Но как бы значительны ни были расхождения между этими мыслителями, некоторых убеждений никто из них не оспаривал. Все они, пусть в разной степени, верили, что люди по природе своей создания разумные, общественные и, уж во всяком случае (если только их не обманывают мошенники и не сбивают с дороги дураки), способные разобраться, что именно необходимо им самим и окружающим. Они считали, что, если людей научить, они будут следовать правилам, доступным разумению обычного человека; что существуют законы, управляющие живой и неживой природой, и что законы эти, вне зависимости от того, доступны они эмпирическому познанию или нет, становятся очевидны, стоит человеку вглядеться в себя или во внешний мир. Они считали также, что открытие таких законов и знание их, будь оно достаточно широко распространено, само по себе привело бы к устойчивой гармонии и между человеком и обществом, и внутри самого человека. Большинство из них верило в то, что максимум личной свободы совместим с минимумом власти — во всяком случае, после того, как люди будут соответствующим образом перевоспитаны. Они думали, что образование и законодательство, основанные на «предписаниях природы», в состоянии исправить практически любое заблуждение и зло; что природа — это всего лишь разум в действии, и значит, всякое ее явление в принципе можно объяснить, исходя из набора элементарных истин, подобных геометрическим теоремам, а позднее — законам физики, химии и биологии. Они верили, что все благое и желательное можно совместить, и даже более — что все ценности связаны между собой паутиной прочных, логически сцепленных отношений. Те из них, кто мыслил наиболее эмпирически, были уверены в том, что наука о природе человека может развиваться не менее успешно, чем изучение неодушевленных объектов, и что вопросы этики и политики (если они сформулированы верно) можно в принципе разрешить с не меньшей определенностью, чем математические и астрономические задачи. Жизнь, устроенная на основании полученных ответов, была бы свободной, безопасной, счастливой, добродетельной и мудрой. Говоря коротко, они не видели причины, которая помешала бы достичь золотого века при помощи тех способов и методов, которые за сто лет привели естественные науки к победам куда более великолепным, чем все, чего человеческая мысль достигла на протяжении предшествующей истории.

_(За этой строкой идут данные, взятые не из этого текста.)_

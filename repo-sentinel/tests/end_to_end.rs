use std::collections::{HashMap, VecDeque};
use std::fs;
use std::path::{Path, PathBuf};
use std::sync::Mutex;
use std::time::Duration;

use repo_sentinel::{
    AgentConfig, BackoffSettings, CommandOutcome, CommandRunner, CommandSpec, ConfigFile,
    ConfigOverrides, HttpClient, HttpRequest, HttpResponse, RepoKey, Scheduler, TransportError,
    WalkdirWalker,
};
use tempfile::TempDir;
use tokio::sync::watch;

const API: &str = "https://api.github.com/repos";

/// Replays scripted responses per URL; answers `304` once a URL runs dry.
#[derive(Default)]
struct FakeGitHub {
    responses: Mutex<HashMap<String, VecDeque<HttpResponse>>>,
    requests: Mutex<Vec<HttpRequest>>,
}

impl FakeGitHub {
    fn respond(&self, repo: &str, status: u16, etag: Option<&str>, body: &str) {
        let response = HttpResponse {
            status,
            headers: etag
                .map(|etag| vec![("ETag".to_string(), etag.to_string())])
                .unwrap_or_default(),
            body: body.to_string(),
        };
        self.responses
            .lock()
            .unwrap()
            .entry(format!("{API}/{repo}/events"))
            .or_default()
            .push_back(response);
    }

    fn requests(&self) -> Vec<HttpRequest> {
        self.requests.lock().unwrap().clone()
    }
}

impl HttpClient for FakeGitHub {
    async fn get(&self, request: &HttpRequest) -> Result<HttpResponse, TransportError> {
        self.requests.lock().unwrap().push(request.clone());
        let response = self
            .responses
            .lock()
            .unwrap()
            .get_mut(&request.url)
            .and_then(VecDeque::pop_front);
        Ok(response.unwrap_or(HttpResponse {
            status: 304,
            ..HttpResponse::default()
        }))
    }
}

/// Records every command; `git` fails inside the listed working copies.
#[derive(Default)]
struct RecordingRunner {
    calls: Mutex<Vec<CommandSpec>>,
    failing_pulls: Vec<PathBuf>,
}

impl RecordingRunner {
    fn failing_pull_in(path: PathBuf) -> Self {
        Self {
            failing_pulls: vec![path],
            ..Self::default()
        }
    }

    fn calls(&self) -> Vec<CommandSpec> {
        self.calls.lock().unwrap().clone()
    }
}

impl CommandRunner for RecordingRunner {
    async fn run(&self, command: &CommandSpec) -> std::io::Result<CommandOutcome> {
        self.calls.lock().unwrap().push(command.clone());
        if command.program.as_path() == Path::new("git")
            && self.failing_pulls.contains(&command.working_dir)
        {
            return Ok(CommandOutcome::failure(1, "fatal: could not read from remote"));
        }
        Ok(CommandOutcome::success())
    }
}

type TestScheduler = Scheduler<FakeGitHub, RecordingRunner, WalkdirWalker>;

fn checkout(root: &Path, repo: &str) -> PathBuf {
    let path = root.join(repo);
    fs::create_dir_all(path.join(".git")).unwrap();
    path
}

fn config(root: &Path, file: ConfigFile, dry_run: bool) -> AgentConfig {
    let overrides = ConfigOverrides {
        root: Some(root.to_path_buf()),
        credential: Some("secret".to_string()),
        dry_run,
        ..Default::default()
    };
    AgentConfig::resolve(file, overrides)
        .unwrap()
        .with_intervals(Duration::ZERO, Duration::ZERO)
        .with_backoff(BackoffSettings {
            base_delay: Duration::ZERO,
            max_delay: Duration::ZERO,
            max_retries: 5,
        })
}

fn scheduler(
    config: AgentConfig,
    github: FakeGitHub,
    runner: RecordingRunner,
) -> (TestScheduler, watch::Sender<bool>) {
    let (shutdown_tx, shutdown_rx) = watch::channel(false);
    let scheduler = Scheduler::new(config, github, runner, WalkdirWalker, shutdown_rx);
    (scheduler, shutdown_tx)
}

fn key(repo: &str) -> RepoKey {
    RepoKey::parse(repo).unwrap()
}

#[tokio::test]
async fn push_event_runs_pipeline_once_and_stores_token() {
    let temp = TempDir::new().unwrap();
    let widgets = checkout(temp.path(), "acme/widgets");

    let github = FakeGitHub::default();
    github.respond(
        "acme/widgets",
        200,
        Some("\"v2\""),
        r#"[{"type": "PushEvent", "id": "101"}, {"type": "ForkEvent", "id": "100"}]"#,
    );

    let config = config(temp.path(), ConfigFile::default(), false);
    let (scheduler, _shutdown) = scheduler(config, github, RecordingRunner::default());

    let summary = scheduler.run_cycle().await;

    assert_eq!(summary.repositories_discovered, 1);
    assert_eq!(summary.updated, 1);
    assert!(summary.all_success());

    let calls = scheduler.pipeline().runner().calls();
    let rendered: Vec<String> = calls.iter().map(ToString::to_string).collect();
    assert_eq!(rendered, vec!["git pull", "systemctl restart widgets"]);
    assert!(calls.iter().all(|call| call.working_dir == widgets));

    let repo = scheduler.registry().get(&key("acme/widgets")).unwrap();
    assert_eq!(repo.cache_token, "\"v2\"");
    assert_eq!(repo.last_seen_event.as_deref(), Some("101"));
}

#[tokio::test]
async fn unchanged_repositories_do_nothing() {
    let temp = TempDir::new().unwrap();
    checkout(temp.path(), "acme/widgets");
    checkout(temp.path(), "acme/gadgets");

    let config = config(temp.path(), ConfigFile::default(), false);
    let (scheduler, _shutdown) = scheduler(config, FakeGitHub::default(), RecordingRunner::default());

    let summary = scheduler.run_cycle().await;

    assert_eq!(summary.unchanged, 2);
    assert_eq!(scheduler.retry_count(), 0);
    assert!(scheduler.pipeline().runner().calls().is_empty());

    let requests = scheduler.poller().client().requests();
    assert_eq!(requests.len(), 2);
    assert!(requests
        .iter()
        .all(|request| !request.headers.iter().any(|(name, _)| name == "If-None-Match")));
}

#[tokio::test]
async fn preserved_token_is_sent_on_the_next_cycle() {
    let temp = TempDir::new().unwrap();
    checkout(temp.path(), "acme/widgets");

    let github = FakeGitHub::default();
    github.respond("acme/widgets", 200, Some("\"v1\""), "[]");

    let file = ConfigFile {
        preserve_token_across_discovery: true,
        ..ConfigFile::default()
    };
    let (scheduler, _shutdown) = scheduler(
        config(temp.path(), file, false),
        github,
        RecordingRunner::default(),
    );

    let first = scheduler.run_cycle().await;
    let second = scheduler.run_cycle().await;

    assert_eq!(first.observed, 1);
    assert_eq!(second.unchanged, 1);

    let requests = scheduler.poller().client().requests();
    assert!(requests[1]
        .headers
        .contains(&("If-None-Match".to_string(), "\"v1\"".to_string())));
}

#[tokio::test]
async fn already_processed_push_is_not_repeated() {
    let temp = TempDir::new().unwrap();
    checkout(temp.path(), "acme/widgets");

    let events = r#"[{"type": "PushEvent", "id": "7"}]"#;
    let github = FakeGitHub::default();
    github.respond("acme/widgets", 200, Some("\"v1\""), events);
    github.respond("acme/widgets", 200, Some("\"v2\""), events);

    let file = ConfigFile {
        preserve_token_across_discovery: true,
        ..ConfigFile::default()
    };
    let (scheduler, _shutdown) = scheduler(
        config(temp.path(), file, false),
        github,
        RecordingRunner::default(),
    );

    assert_eq!(scheduler.run_cycle().await.updated, 1);
    let second = scheduler.run_cycle().await;

    assert_eq!(second.updated, 0);
    assert_eq!(second.observed, 1);
    assert_eq!(scheduler.pipeline().runner().calls().len(), 2);
}

#[tokio::test]
async fn failing_repository_does_not_block_others() {
    let temp = TempDir::new().unwrap();
    let gadgets = checkout(temp.path(), "acme/gadgets");
    let widgets = checkout(temp.path(), "acme/widgets");
    checkout(temp.path(), "acme/sprockets");

    let push = r#"[{"type": "PushEvent", "id": "1"}]"#;
    let github = FakeGitHub::default();
    github.respond("acme/gadgets", 200, None, push);
    github.respond("acme/sprockets", 502, None, "bad gateway");
    github.respond("acme/widgets", 200, None, push);

    let (scheduler, _shutdown) = scheduler(
        config(temp.path(), ConfigFile::default(), false),
        github,
        RecordingRunner::failing_pull_in(gadgets.clone()),
    );

    let summary = scheduler.run_cycle().await;

    assert_eq!(summary.repositories_discovered, 3);
    assert_eq!(summary.update_failures, 1);
    assert_eq!(summary.poll_failures, 1);
    assert_eq!(summary.updated, 1);
    assert!(summary.has_failures());

    let calls = scheduler.pipeline().runner().calls();
    assert_eq!(calls.iter().filter(|c| c.working_dir == gadgets).count(), 1);
    assert_eq!(calls.iter().filter(|c| c.working_dir == widgets).count(), 2);
}

#[tokio::test]
async fn failed_pull_skips_remaining_stages() {
    let temp = TempDir::new().unwrap();
    let widgets = checkout(temp.path(), "acme/widgets");
    fs::write(widgets.join("requirements.txt"), "requests\n").unwrap();

    let github = FakeGitHub::default();
    github.respond(
        "acme/widgets",
        200,
        None,
        r#"[{"type": "PushEvent", "id": "1"}]"#,
    );

    let (scheduler, _shutdown) = scheduler(
        config(temp.path(), ConfigFile::default(), false),
        github,
        RecordingRunner::failing_pull_in(widgets),
    );

    let summary = scheduler.run_cycle().await;

    assert_eq!(summary.update_failures, 1);
    let calls = scheduler.pipeline().runner().calls();
    assert_eq!(calls.len(), 1);
    assert_eq!(calls[0].to_string(), "git pull");

    let repo = scheduler.registry().get(&key("acme/widgets")).unwrap();
    assert_eq!(repo.last_seen_event, None);
}

#[tokio::test]
async fn dry_run_never_invokes_pipeline() {
    let temp = TempDir::new().unwrap();
    checkout(temp.path(), "acme/widgets");

    let github = FakeGitHub::default();
    github.respond(
        "acme/widgets",
        200,
        None,
        r#"[{"type": "PushEvent", "id": "1"}]"#,
    );

    let (scheduler, _shutdown) = scheduler(
        config(temp.path(), ConfigFile::default(), true),
        github,
        RecordingRunner::default(),
    );

    let summary = scheduler.run_cycle().await;

    assert!(summary.dry_run);
    assert_eq!(summary.updated, 1);
    assert!(scheduler.pipeline().runner().calls().is_empty());
}

#[tokio::test]
async fn poll_failures_accumulate_retries() {
    let temp = TempDir::new().unwrap();
    checkout(temp.path(), "acme/widgets");

    let github = FakeGitHub::default();
    github.respond("acme/widgets", 500, None, "");
    github.respond("acme/widgets", 500, None, "");

    let (scheduler, _shutdown) = scheduler(
        config(temp.path(), ConfigFile::default(), false),
        github,
        RecordingRunner::default(),
    );

    scheduler.run_cycle().await;
    scheduler.run_cycle().await;
    assert_eq!(scheduler.retry_count(), 2);

    let summary = scheduler.run_cycle().await;
    assert_eq!(summary.unchanged, 1);
    assert_eq!(scheduler.retry_count(), 0);
}

#[tokio::test]
async fn unreadable_root_skips_the_cycle() {
    let temp = TempDir::new().unwrap();
    let root = temp.path().join("checkouts");
    checkout(&root, "acme/widgets");

    let (scheduler, _shutdown) = scheduler(
        config(&root, ConfigFile::default(), false),
        FakeGitHub::default(),
        RecordingRunner::default(),
    );
    fs::remove_dir_all(&root).unwrap();

    let summary = scheduler.run_cycle().await;

    assert!(summary.discovery_failed);
    assert!(summary.has_failures());
    assert!(scheduler.poller().client().requests().is_empty());
}

#[tokio::test]
async fn shutdown_interrupts_the_loop() {
    let temp = TempDir::new().unwrap();
    checkout(temp.path(), "acme/widgets");

    let config = config(temp.path(), ConfigFile::default(), false)
        .with_intervals(Duration::from_secs(3600), Duration::ZERO);
    let (scheduler, shutdown) = scheduler(config, FakeGitHub::default(), RecordingRunner::default());

    tokio::spawn(async move {
        tokio::time::sleep(Duration::from_millis(50)).await;
        let _ = shutdown.send(true);
    });

    let finished = tokio::time::timeout(Duration::from_secs(5), scheduler.run()).await;

    assert!(finished.is_ok());
    assert_eq!(scheduler.poller().client().requests().len(), 1);
}

#[tokio::test]
async fn cycle_polls_every_repository_without_pausing() {
    let temp = TempDir::new().unwrap();
    checkout(temp.path(), "acme/widgets");
    checkout(temp.path(), "acme/gadgets");
    checkout(temp.path(), "acme/sprockets");

    let config = config(temp.path(), ConfigFile::default(), false)
        .with_intervals(Duration::ZERO, Duration::from_secs(1));
    let (scheduler, _shutdown) = scheduler(config, FakeGitHub::default(), RecordingRunner::default());

    let summary = tokio::time::timeout(Duration::from_millis(900), scheduler.run_cycle())
        .await
        .expect("cycle should not sleep between repositories");

    assert_eq!(summary.unchanged, 3);
    assert_eq!(summary.requested_delay, Duration::from_secs(1));
}

#[tokio::test]
async fn concurrent_polling_handles_every_repository() {
    let temp = TempDir::new().unwrap();
    let gadgets = checkout(temp.path(), "acme/gadgets");
    let widgets = checkout(temp.path(), "acme/widgets");
    checkout(temp.path(), "acme/sprockets");
    checkout(temp.path(), "globex/api");
    checkout(temp.path(), "globex/web");

    let push = r#"[{"type": "PushEvent", "id": "1"}]"#;
    let github = FakeGitHub::default();
    github.respond("acme/gadgets", 200, Some("\"g1\""), push);
    github.respond("acme/widgets", 200, Some("\"w1\""), push);
    github.respond("acme/sprockets", 502, None, "bad gateway");
    github.respond(
        "globex/web",
        200,
        Some("\"x1\""),
        r#"[{"type": "ForkEvent", "id": "2"}]"#,
    );

    let file = ConfigFile {
        concurrency: 3,
        ..ConfigFile::default()
    };
    let (scheduler, _shutdown) = scheduler(
        config(temp.path(), file, false),
        github,
        RecordingRunner::default(),
    );

    let summary = scheduler.run_cycle().await;

    assert_eq!(summary.repositories_discovered, 5);
    assert_eq!(summary.updated, 2);
    assert_eq!(summary.observed, 1);
    assert_eq!(summary.unchanged, 1);
    assert_eq!(summary.poll_failures, 1);
    assert_eq!(scheduler.poller().client().requests().len(), 5);

    let calls = scheduler.pipeline().runner().calls();
    assert_eq!(calls.len(), 4);
    assert_eq!(calls.iter().filter(|c| c.working_dir == gadgets).count(), 2);
    assert_eq!(calls.iter().filter(|c| c.working_dir == widgets).count(), 2);

    let registry = scheduler.registry();
    assert_eq!(registry.get(&key("acme/gadgets")).unwrap().cache_token, "\"g1\"");
    assert_eq!(registry.get(&key("acme/widgets")).unwrap().cache_token, "\"w1\"");
    assert_eq!(registry.get(&key("globex/web")).unwrap().cache_token, "\"x1\"");
    assert_eq!(registry.get(&key("acme/sprockets")).unwrap().cache_token, "");
}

Де Местр поставил себе задачу ниспровергнуть все это. Вместо априорных формул подобного идеализированного взгляда на основания человеческой природы он апеллировал к конкретным фактам истории или зоологии и наблюдениям здравого ума. Вместо идеалов прогресса, свободы и способности человека к совершенствованию он проповедовал спасение при помощи веры и традиций. Он подчеркивал, что человек по природе своей безнадежно дурен и развращен, а значит, необходимы власть, иерархия, послушание и подчинение. Первенствующую роль он отводил не науке, а инстинкту, христианской мудрости, предрассудкам (представляющим собой плод опыта многих поколений), слепой вере; вместо оптимизма проповедовал пессимизм, вместо вечной гармонии и мира — предопределенную свыше неизбежность вражды и страдания, греха и возмездия, кровопролития и войны. Вместо идеалов мира и социального равенства, основанных на общности интересов и естественной добродетельности, он провозглашал, что неравенство неотделимо от природы вещей, а ожесточенный конфликт целей и интересов — необходимое условие бытия падшего человека.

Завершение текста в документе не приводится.